= Jakub Rybárik =

Slovak actor (born 1986)

Jakub Rybárik (/sk/; born 17 April 1986 in Bratislava) is a Slovak actor. He studied acting at the Academy of Performing Arts in Bratislava from 2004 to 2008 under the direction of Emil Horváth and Peter Mikulik. He is one of the representatives of the current young generation of Slovak actors.

==Acting==

His acting is characterized by a rational tone, play with voice and gesture, mimics and flexibility.

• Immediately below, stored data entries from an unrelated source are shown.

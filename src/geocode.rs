//! Geocode Module
//!
//! Best-effort reverse geocoding through the backend proxy, which keeps the
//! geocoding credential server-side. Failures never escape this module.

use std::sync::Arc;

use async_trait::async_trait;
use tracing::{debug, warn};

use crate::geo::Coordinate;
use crate::sync::ApiClient;

/// Shown when no address could be resolved
pub const ADDRESS_UNAVAILABLE: &str = "address unavailable";

/// Coordinate to display address
#[async_trait]
pub trait AddressResolver: Send + Sync {
    /// Resolved address, or [`ADDRESS_UNAVAILABLE`]
    async fn resolve(&self, coordinate: Coordinate, language: &str) -> String;
}

pub struct ProxyAddressResolver {
    api: Arc<ApiClient>,
}

impl ProxyAddressResolver {
    pub fn new(api: Arc<ApiClient>) -> Self {
        Self { api }
    }
}

#[async_trait]
impl AddressResolver for ProxyAddressResolver {
    async fn resolve(&self, coordinate: Coordinate, language: &str) -> String {
        match self.api.reverse_geocode(&coordinate, language).await {
            Ok(Some(address)) => {
                debug!(%coordinate, "Address resolved");
                address
            }
            Ok(None) => {
                debug!(%coordinate, "Proxy returned no address");
                ADDRESS_UNAVAILABLE.to_string()
            }
            Err(e) => {
                warn!(%coordinate, "Reverse geocode failed: {}", e);
                ADDRESS_UNAVAILABLE.to_string()
            }
        }
    }
}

Representative of young men with rebels outlook on their surroundings, archetype so common in contemporary drama in East and Central Europe. In his work we can find psychological drama - a realistic figure drawing with an emphasis on intellectual background, but also key features of spontaneous character. He also enrich his characters with finer and comic lines.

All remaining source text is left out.